Julia quiso preguntar, pero entendió que no era el momento, que estaba allí para escuchar como jamás volvería hacerlo con nadie más, y la tarde fue transcurriendo serena y apacible, arrullada por las palabras de Yaiza, que enlazaban un hecho tras otro, aleteando como palomas mensajeras en pos del cielo abierto.

Años después, gracias a los datos recibidos y al recuerdo imborrable de aquella tarde consiguió terminar su primera novela “En el corazón de la aurora”, que se ha traducido a varios idiomas.

Ahora va por la tercera.

Escribe en la habitación donde su tía terminó sus días, horas después de haber hablado con ella por última vez, mientras dormía.

Le dejó en herencia la casa familiar y su historia de mujeres disecadas a las que ella ha querido convertir en valientes heroínas.

A Yaiza le habla mucho de su tía abuela, a veces la adolescente la mira hastiada, pero es capaz de contemplar en los ojos de su madre la importancia de aquella mujer, la cadena genética que invisiblemente arrastramos y que nos condiciona.

Hasta donde queramos.

 

 

 

 

6 comentarios

Patricia -

"Como si luciese un uniforme de superviviente."

"...y se acomodaron a lo que tocaba, que era toda su vida por delante."

Me encanta este relato, también.

nK -

Apoyo todas las mociones... escribe, publica, no dejes de hacerlo, sigue, no pares... Eres impresionante.

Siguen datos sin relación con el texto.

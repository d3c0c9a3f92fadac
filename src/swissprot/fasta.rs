use crate::error::{Error, Result};
use crate::swissprot::grammar::SEQUENCE_DATA_KEY;
use crate::swissprot::record::ParsedRecord;

pub const IDENTIFIER_KEY: &str = "ID";
pub const ACCESSION_KEY: &str = "AC";
pub const DESCRIPTION_KEY: &str = "DE";

/// Residues per line when wrapping is requested
pub const FASTA_LINE_WIDTH: usize = 59;

const RECOMMENDED_NAME_PREFIX: &str = "RecName: Full=";

/// Render a parsed SwissProt record as a single FASTA entry:
/// `>sw|ACCESSION|ENTRY_NAME DESCRIPTION` followed by the sequence
pub fn render_fasta(record: &ParsedRecord, wrap: bool) -> Result<String> {
    let accession = primary_accession(record)?;
    let entry_name = entry_name(record)?;
    let description = description(record);
    let sequence = sequence(record)?;

    let mut fasta = String::with_capacity(
        accession.len() + entry_name.len() + description.len() + sequence.len() * 2 + 8,
    );
    fasta.push_str(">sw|");
    fasta.push_str(accession);
    fasta.push('|');
    fasta.push_str(entry_name);
    fasta.push(' ');
    fasta.push_str(&description);
    fasta.push('\n');

    if wrap {
        push_wrapped(&mut fasta, &sequence, FASTA_LINE_WIDTH);
    } else {
        fasta.push_str(&sequence);
        fasta.push('\n');
    }

    Ok(fasta)
}

/// The first accession number of the AC field
pub fn primary_accession(record: &ParsedRecord) -> Result<&str> {
    let ac = required_text(record, ACCESSION_KEY)?;
    Ok(ac.split(';').next().unwrap_or_default().trim())
}

/// The first token of the ID field
pub fn entry_name(record: &ParsedRecord) -> Result<&str> {
    let id = required_text(record, IDENTIFIER_KEY)?;
    Ok(id.split_whitespace().next().unwrap_or_default())
}

/// The DE field, reduced to the recommended full name for records that use one
pub fn description(record: &ParsedRecord) -> String {
    let de = record.text(DESCRIPTION_KEY).unwrap_or_default();

    match de.strip_prefix(RECOMMENDED_NAME_PREFIX) {
        Some(rest) => rest.split(';').next().unwrap_or_default().to_string(),
        None => de.lines().map(str::trim).collect::<Vec<&str>>().join(" "),
    }
}

/// All residues of the sequence data lines without any whitespace
pub fn sequence(record: &ParsedRecord) -> Result<String> {
    let data = record
        .text(SEQUENCE_DATA_KEY)
        .ok_or_else(|| Error::MissingField(SEQUENCE_DATA_KEY.to_string()))?;
    Ok(data.split_whitespace().collect())
}

fn required_text<'a>(record: &'a ParsedRecord, key: &str) -> Result<&'a str> {
    record
        .text(key)
        .ok_or_else(|| Error::MissingField(key.to_string()))
}

fn push_wrapped(target: &mut String, sequence: &str, width: usize) {
    // Residues are ASCII, so chunking the bytes never splits a character
    for chunk in sequence.as_bytes().chunks(width) {
        target.push_str(&String::from_utf8_lossy(chunk));
        target.push('\n');
    }
    if sequence.is_empty() {
        target.push('\n');
    }
}

#[cfg(test)]
mod tests {
    use super::*;
    use crate::swissprot::parser::RecordParser;
    use crate::swissprot::record::FieldValue;

    const FOO_HUMAN: &str = "ID   FOO_HUMAN   STANDARD\nAC   P12345; Q99999;\nDE   RecName: Full=Test protein;\nSQ   SEQUENCE   10 AA\n     ABCDE FGHIJ\n";

    fn parse(raw: &str) -> ParsedRecord {
        RecordParser::with_default_grammar().unwrap().parse(raw).unwrap()
    }

    #[test]
    fn test_render_foo_human() {
        let got = render_fasta(&parse(FOO_HUMAN), false).unwrap();
        assert_eq!(got, ">sw|P12345|FOO_HUMAN Test protein\nABCDEFGHIJ\n");
    }

    #[test]
    fn test_render_is_deterministic() {
        let record = parse(FOO_HUMAN);
        assert_eq!(
            render_fasta(&record, true).unwrap(),
            render_fasta(&record, true).unwrap()
        );
    }

    #[test]
    fn test_blank_sequence_lines_are_ignored() {
        let mut record = parse(FOO_HUMAN);
        record.insert(
            SEQUENCE_DATA_KEY,
            FieldValue::Text("\n\nABCDE FGHIJ\n\n".to_string()),
        );
        assert_eq!(
            render_fasta(&record, false).unwrap(),
            ">sw|P12345|FOO_HUMAN Test protein\nABCDEFGHIJ\n"
        );
    }

    #[test]
    fn test_old_style_description() {
        let raw = FOO_HUMAN.replace(
            "DE   RecName: Full=Test protein;",
            "DE   Test protein precursor (EC 1.2.3.4)\nDE   (Fragment).",
        );
        let got = render_fasta(&parse(&raw), false).unwrap();
        assert_eq!(
            got,
            ">sw|P12345|FOO_HUMAN Test protein precursor (EC 1.2.3.4) (Fragment).\nABCDEFGHIJ\n"
        );
    }

    #[test]
    fn test_wrapped_sequence() {
        let residues: String = "ACDEFGHIKLMNPQRSTVWY".repeat(6);
        let lines: Vec<String> = residues
            .as_bytes()
            .chunks(10)
            .map(|c| format!("     {}", String::from_utf8_lossy(c)))
            .collect();
        let raw = FOO_HUMAN.replace("     ABCDE FGHIJ", &lines.join("\n"));

        let got = render_fasta(&parse(&raw), true).unwrap();
        let body: Vec<&str> = got.lines().skip(1).collect();

        assert_eq!(body.len(), 3);
        assert_eq!(body[0].len(), FASTA_LINE_WIDTH);
        assert_eq!(body[1].len(), FASTA_LINE_WIDTH);
        assert_eq!(body[2].len(), 120 - 2 * FASTA_LINE_WIDTH);
        assert_eq!(body.concat(), residues);
        assert!(got.ends_with('\n'));
    }

    #[test]
    fn test_missing_accession() {
        let record = ParsedRecord::new();
        assert!(matches!(render_fasta(&record, false), Err(Error::MissingField(_))));
    }
}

IM-PRE-SIO-NAN-TE. Gracias una vez más. En el silencio de las madrugadas, cuánto alivias las noches¡

Virginia G. -

Tremenda historia, la protagonista es increíble. Si de algo sirve la literatura es para sacar a la luz esas voces calladas también... Muchas gracias!

Cris Valtueña -

Que lo dejes todo y te pongas a escribir, sólo a escribir, quizás así publiques de una p. vez y te lo creas un poco (con perdón)

Rubén L. -

Que digo yo que si durmiendo tan poco escribes así... durmiendo más qué no harías ¿"El nombre de la rosa?", no te pega, mejor algo al nivel de "Atlas de Geografía Humana" de Almudena Grandes, no estaría mal ¿eh?

Carmen Frías -

De nuevo, como no podría ser de otra manera, ese perfil de mujeres honestas buscando su sitio y esas imágenes casi palpables. No me canso de leerte.